Directed by Oskar Roehler

Starring Oliver Masucci, Hary Prinz, Katja Riemann, El Hedi ben Salem, Jochen Schropp

BY Owen MorawitzPublished May 17, 2021

6
"Everything is film. Everything," says Rainer Werner Fassbinder to one of his on-set collaborators in Enfant Terrible. For the German filmmaker, actor and playwright, the pursuit of art was totalizing and all-consuming, part of a primal force of creation and destruction. Considered one of the catalyzing forefathers of the New German Cinema movement, Fassbinder garnered a reputation throughout the 20th century both for his prolific creative output — which included 24 plays, two television series, four video productions, three short films and 40 feature films — as well as his penchant for volatile, hedonistic excess.

Directed by fellow German Oscar Roelher, Enfant Terrible attempts to chronicle Fassbinder's whirlwind trajectory with the same slapdash stylistic verve found in many of the filmmaker's earlier works. Beginning in his early 20s, we witness Fassbinder (played with Byronic might by a slovenly, pot-bellied Oliver Masucci) hose down a crowd in Munich's Action Theatre before bullying those around him into a furious slate of low-budget film productions, fuelled by endless cigarettes, rivers of whiskey, casual bouts of sadism, and trips to the bathhouse for midnight queer liaisons. Much of the film plays out like a hallucinatory fever dream, with scenes acted in front of hand-painted theatre backdrops, foreign locations traded in for sound studio recreations, seedy alleyways full of trash used as bedding, and toilets inexplicably placed in the middle of apartment living rooms.

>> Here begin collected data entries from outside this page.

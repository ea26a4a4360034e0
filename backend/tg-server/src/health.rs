use crate::AppState;

use axum::{
    Json,
    extract::State,
    http::StatusCode,
    response::{IntoResponse, Response},
};
use serde_json::json;
use tg_store::with_timeout;

/// GET /health - Component status
pub async fn health(State(state): State<AppState>) -> Response {
    let store_status = match ping_store(&state).await {
        Ok(()) => "operational",
        Err(_) => "unavailable",
    };
    let status = if store_status == "operational" {
        "healthy"
    } else {
        "degraded"
    };

    let health = json!({
        "status": status,
        "version": env!("CARGO_PKG_VERSION"),
        "components": {
            "store": {
                "backend": state.store.backend_name(),
                "status": store_status,
            },
            "rateLimit": if state.settings.rate_limit.enabled { "enabled" } else { "disabled" },
        },
        "timestamp": chrono::Utc::now().to_rfc3339(),
    });

    (StatusCode::OK, Json(health)).into_response()
}

/// GET /live - Kubernetes liveness probe (is the process alive?)
pub async fn liveness() -> Response {
    (StatusCode::OK, "OK").into_response()
}

/// GET /ready - Kubernetes readiness probe
///
/// Not ready while the credential store is unreachable: every session
/// operation would fail with 503 anyway.
pub async fn readiness(State(state): State<AppState>) -> Response {
    match ping_store(&state).await {
        Ok(()) => (StatusCode::OK, "Ready").into_response(),
        Err(e) => {
            log::warn!("Readiness check failed: {}", e);
            (StatusCode::SERVICE_UNAVAILABLE, "Store unavailable").into_response()
        }
    }
}

async fn ping_store(state: &AppState) -> tg_store::Result<()> {
    with_timeout(state.settings.store_timeout, "health.ping", state.store.ping()).await
}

This heightened sense of surrealism works to cast the vision of Enfant Terrible as less of a blow-by-blow retelling of Fassbinder's exploits and more of a phenomenological portrayal of what being there among the daily dose of chaos might have felt like.

Roelher and Masucci attempt to show that Fassbinder was fiercely committed to his one "great love": film. His all-or-nothing approach to filmmaking is only matched by the intensity of his work ethic ("My day has 26 hours") and the fiery passion of his carnal desires. (When asked about his sexual orientation, he quips: "I'm everything, but mostly gay.") Fuelled by substance abuse and a revolving door of sycophants and hangers-on, Fassbinder's bohemian vision eventually begins to take its toll, devouring his personal relationships with frequent collaborators and communal partners: Kurt Raab (Hary Prinz) and Gudrun (Katja Riemann), and his doomed paramours Armin Meier (Jochen Schropp) and El Hedi ben Salem (Erdal Yıldız).

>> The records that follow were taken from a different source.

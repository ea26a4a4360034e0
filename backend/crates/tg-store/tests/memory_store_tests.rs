mod common;

use tg_store::{CasOutcome, CredentialStore, MemoryStore, StoreError, get_json, with_timeout};

use std::sync::Arc;

use chrono::{Duration, Utc};

#[tokio::test]
async fn test_memory_get_missing_key() {
    common::get_missing_key_returns_none(&MemoryStore::new()).await;
}

#[tokio::test]
async fn test_memory_insert_then_get() {
    common::insert_then_get_returns_value_and_version(&MemoryStore::new()).await;
}

#[tokio::test]
async fn test_memory_insert_over_live_entry() {
    common::insert_over_live_entry_conflicts(&MemoryStore::new()).await;
}

#[tokio::test]
async fn test_memory_swap_matching_version() {
    common::swap_with_matching_version_bumps_version(&MemoryStore::new()).await;
}

#[tokio::test]
async fn test_memory_swap_stale_version() {
    common::swap_with_stale_version_conflicts(&MemoryStore::new()).await;
}

#[tokio::test]
async fn test_memory_swap_missing_key() {
    common::swap_on_missing_key_conflicts(&MemoryStore::new()).await;
}

#[tokio::test]
async fn test_memory_expired_entry() {
    common::expired_entry_is_absent_and_replaceable(&MemoryStore::new()).await;
}

#[tokio::test]
async fn test_memory_stale_version_after_expiry() {
    common::stale_version_cannot_revive_expired_entry(&MemoryStore::new()).await;
}

#[tokio::test]
async fn test_memory_purge() {
    let store = MemoryStore::new();
    common::purge_removes_only_expired_entries(&store).await;

    assert_eq!(store.len().await, 2);
}

#[tokio::test]
async fn test_memory_delete() {
    common::delete_removes_entry(&MemoryStore::new()).await;
}

#[tokio::test]
async fn test_memory_recreate_after_purge_gets_fresh_version() {
    common::recreated_entry_after_purge_never_repeats_version(&MemoryStore::new()).await;
}

#[tokio::test]
async fn test_memory_recreate_after_delete_gets_fresh_version() {
    common::recreated_entry_after_delete_never_repeats_version(&MemoryStore::new()).await;
}

#[tokio::test]
async fn test_memory_concurrent_swaps_have_single_winner() {
    let store = Arc::new(MemoryStore::new());
    store
        .compare_and_swap("k", None, "v0".to_string(), None)
        .await
        .unwrap();

    let mut handles = Vec::new();
    for i in 0..16 {
        let store = store.clone();
        handles.push(tokio::spawn(async move {
            store
                .compare_and_swap("k", Some(1), format!("v{i}"), None)
                .await
                .unwrap()
        }));
    }

    let outcomes = futures::future::join_all(handles).await;
    let winners = outcomes
        .into_iter()
        .map(|outcome| outcome.unwrap())
        .filter(CasOutcome::is_swapped)
        .count();

    assert_eq!(winners, 1);
}

#[tokio::test]
async fn test_memory_len_counts_unpurged_expired_entries() {
    let store = MemoryStore::new();
    store
        .compare_and_swap("k", None, "v".to_string(), Some(Utc::now() - Duration::seconds(1)))
        .await
        .unwrap();

    assert_eq!(store.len().await, 1);
    store.purge_expired(Utc::now()).await.unwrap();
    assert!(store.is_empty().await);
}

#[tokio::test]
async fn test_with_timeout_passes_fast_calls_through() {
    let store = MemoryStore::new();

    let entry = with_timeout(
        std::time::Duration::from_secs(1),
        "get",
        store.get("missing"),
    )
    .await
    .unwrap();

    assert!(entry.is_none());
}

#[tokio::test]
async fn test_with_timeout_turns_slow_calls_into_retryable_error() {
    let slow = async {
        tokio::time::sleep(std::time::Duration::from_millis(200)).await;
        Ok::<_, StoreError>(())
    };

    let error = with_timeout(std::time::Duration::from_millis(20), "slow_op", slow)
        .await
        .unwrap_err();

    assert!(matches!(error, StoreError::Timeout { operation: "slow_op", .. }));
    assert!(error.is_retryable());
}

#[tokio::test]
async fn test_with_timeout_reports_the_calling_line() {
    let slow = async {
        tokio::time::sleep(std::time::Duration::from_millis(200)).await;
        Ok::<_, StoreError>(())
    };

    let expected_line = line!() + 1;
    let pending = with_timeout(std::time::Duration::from_millis(20), "slow_op", slow);
    let error = pending.await.unwrap_err();

    match error {
        StoreError::Timeout { location, .. } => {
            assert_eq!(location.file, file!());
            assert_eq!(location.line, expected_line);
        }
        other => panic!("Expected Timeout, got {other:?}"),
    }
}

#[tokio::test]
async fn test_undecodable_entry_reports_the_reading_line() {
    let store = MemoryStore::new();
    store
        .compare_and_swap("k", None, "not json".to_string(), None)
        .await
        .unwrap();

    let error = get_json::<u32>(&store, "k").await.unwrap_err();

    match error {
        StoreError::Serialization { key, location, .. } => {
            assert_eq!(key, "k");
            assert_eq!(location.file, file!());
        }
        other => panic!("Expected Serialization, got {other:?}"),
    }
}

In a 2005 review of The Marriage of Maria Braun (1979) — arguably Fassbinder's biggest critical success, a film French New Wave legend François Truffaut described as "an original work of epic and poetic qualities" — famed cinephile Roger Ebert recalls seeing Fassbinder in a late-night bar at Cannes for the film's premiere, "always in his black leather jacket, surrounded by his crowd, often scowling or arguing as they tried to please him." After burning the candle at both ends for close to two decades, Fassbinder passed away in 1982 at the age of 37 following a lethal cocktail of cocaine and barbiturates. Amid his appreciation for the film, Ebert laments the "fatal jolt" to the heart that would end Fassbinder's promising career only a few years later, arguing, "He was a genius. That much everyone admitted."

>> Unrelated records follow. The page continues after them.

use uuid::Uuid;

pub(crate) fn refresh(token_hash: &str) -> String {
    format!("refresh:{token_hash}")
}

pub(crate) fn lineage(lineage_id: Uuid) -> String {
    format!("lineage:{lineage_id}")
}

pub(crate) fn user_sessions(user_id: &str) -> String {
    format!("user:{user_id}")
}

pub(crate) fn rate(key: &str) -> String {
    format!("rate:{key}")
}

While Enfant Terrible is certainly convinced of this fact, casual viewers and those not already versed in Fassbinder's sordid history might not be entirely swayed by Roelher's messy portrayal. The film goes to great lengths to paint Fassbinder as equally grand and grotesque, the punk rock provocateur of his age, a one-man army drinking, snorting, screaming, fighting, fucking and filming his way to a promised glory. Yet there's little sign of the potential in his craft present in Enfant Terrible, or any indication to where the visionary director might have taken his art if given the chance. Sadly, these are aspects of Fassbinder's entertaining story that Roelher clearly has zero interest in exploring.